Waybackup v2.1b HOWTO
TTK Ciar, ttk@archive.org
HOWTO document, 2004-02-07
 
 
   This document discusses installing and using waybackup-v2.1b on Linux (or most other UNIXy systems).
 
 
Table of Contents
 
   1. Introduction
   2. Installation
   3. Common Usage
   4. Detailed Synopsis of Use
      4.1 Scrubbing Filenames (-e)
      4.2 Scrubbing File Contents (-S)
      4.3 Waybackupping All Versions (-T)
      4.4 Timestamps and Where They Go (-t)

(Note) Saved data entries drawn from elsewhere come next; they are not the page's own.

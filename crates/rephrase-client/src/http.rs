use futures::StreamExt as _;
use reqwest::header::{ACCEPT, CONTENT_TYPE};
use tracing::debug;

use crate::config::ClientConfig;
use crate::errors::{ClientError, DEFAULT_REQUEST_FAILURE, TransportError};
use crate::transport::{ByteStream, HealthStatus, RephraseRequest, StreamHandle, Transport};

const EVENT_STREAM: &str = "text/event-stream";

/// [`Transport`] over HTTP using `reqwest`.
pub struct HttpTransport {
    client: reqwest::Client,
    config: ClientConfig,
}

impl HttpTransport {
    /// Creates a transport from explicit configuration.
    pub fn new(config: ClientConfig) -> Result<Self, ClientError> {
        if config.base_url.trim().is_empty() {
            return Err(ClientError::Config("base_url must not be empty".into()));
        }
        let mut builder = reqwest::Client::builder().connect_timeout(config.connect_timeout);
        if let Some(timeout) = config.request_timeout {
            builder = builder.timeout(timeout);
        }
        let client = builder
            .build()
            .map_err(|e| ClientError::Config(format!("failed to build HTTP client: {e}")))?;
        Ok(Self { client, config })
    }

    /// Returns the configuration this transport was built with.
    pub fn config(&self) -> &ClientConfig {
        &self.config
    }
}

#[async_trait::async_trait]
impl Transport for HttpTransport {
    async fn open(&self, request: &RephraseRequest) -> Result<StreamHandle, TransportError> {
        let url = self.config.rephrase_url();
        debug!(%url, chars = request.text.chars().count(), "opening rephrase stream");
        let response = self
            .client
            .post(&url)
            .header(ACCEPT, EVENT_STREAM)
            .header(CONTENT_TYPE, "application/json")
            .json(request)
            .send()
            .await
            .map_err(|e| TransportError::io(format!("rephrase request failed: {e}")))?;
        let status = response.status();
        if !status.is_success() {
            let body = response.text().await.unwrap_or_default();
            return Err(TransportError::status(status.as_u16(), error_detail(&body)));
        }

        let body: ByteStream = Box::pin(response.bytes_stream().map(|chunk| {
            chunk.map_err(|e| TransportError::io(format!("stream read failed: {e}")))
        }));
        Ok(StreamHandle::new(body))
    }

    async fn health(&self) -> Result<HealthStatus, TransportError> {
        let response = self
            .client
            .get(self.config.health_url())
            .send()
            .await
            .map_err(|e| TransportError::io(format!("health request failed: {e}")))?;
        let status = response.status();
        if !status.is_success() {
            let body = response.text().await.unwrap_or_default();
            return Err(TransportError::status(status.as_u16(), error_detail(&body)));
        }
        response
            .json::<HealthStatus>()
            .await
            .map_err(|e| TransportError::io(format!("invalid health response: {e}")))
    }
}

/// Extracts the `detail` text from a rejection body.
///
/// Falls back to a generic message when the body is not JSON or has no
/// string `detail`.
pub fn error_detail(body: &str) -> String {
    serde_json::from_str::<serde_json::Value>(body)
        .ok()
        .and_then(|value| {
            value
                .get("detail")
                .and_then(|v| v.as_str())
                .map(ToOwned::to_owned)
        })
        .unwrap_or_else(|| DEFAULT_REQUEST_FAILURE.to_string())
}

#[cfg(test)]
mod tests {
    use super::*;

    #[test]
    fn error_detail_reads_detail_field() {
        assert_eq!(
            error_detail(r#"{"detail":"API Error: Something went wrong"}"#),
            "API Error: Something went wrong"
        );
    }

    #[test]
    fn error_detail_falls_back_for_unusable_bodies() {
        for body in ["", "<html>502</html>", r#"{"error":"x"}"#, r#"{"detail":[1]}"#] {
            assert_eq!(error_detail(body), DEFAULT_REQUEST_FAILURE, "body {body:?}");
        }
    }

    #[test]
    fn request_body_is_text_object() {
        let body = serde_json::to_value(RephraseRequest {
            text: "hi there".into(),
        })
        .expect("json");
        assert_eq!(body, serde_json::json!({"text": "hi there"}));
    }

    #[test]
    fn empty_base_url_is_rejected() {
        let err = HttpTransport::new(ClientConfig::new("  ")).err();
        assert!(matches!(err, Some(ClientError::Config(_))));
    }

    #[tokio::test]
    async fn env_gated_smoke_stream_if_server_configured() {
        let Ok(base_url) = std::env::var("REPHRASE_SMOKE_URL") else {
            eprintln!("skipping rephrase smoke test (REPHRASE_SMOKE_URL missing)");
            return;
        };
        let transport = HttpTransport::new(ClientConfig::new(base_url)).expect("transport");
        let health = transport.health().await.expect("health");
        assert_eq!(health.status, "ok");

        let mut session = crate::Session::default();
        let state = session
            .run(&transport, "Please send the report by Friday.")
            .await
            .expect("run");
        assert!(state.is_terminal(), "unexpected state {state:?}");
    }
}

      4.5 Configuration Files
   5. Limitations of v2.1b
   6. Authors and History
   7. Running Waybackup
           7.1 What You Will See, and What It Means
           7.2 What You Will Get
   8. Misc Notes
   9. Things To Do
 
 
1. INTRODUCTION
 
  Waybackup version 2.1b replacing the existing (functional, but brittle and low-performing) tool at homeserver:~waybackup/waybackup.pl
 
  The object of waybackup is to duplicate the filesystem of one or more webserver, from the Internet Archive's most recent archived files.  It will treat dynamically generated output as a simple file.  Its output is a filesystem heirarchy and a file bundling that heirarchy (ie, a tarball, tar.gz, or zip file).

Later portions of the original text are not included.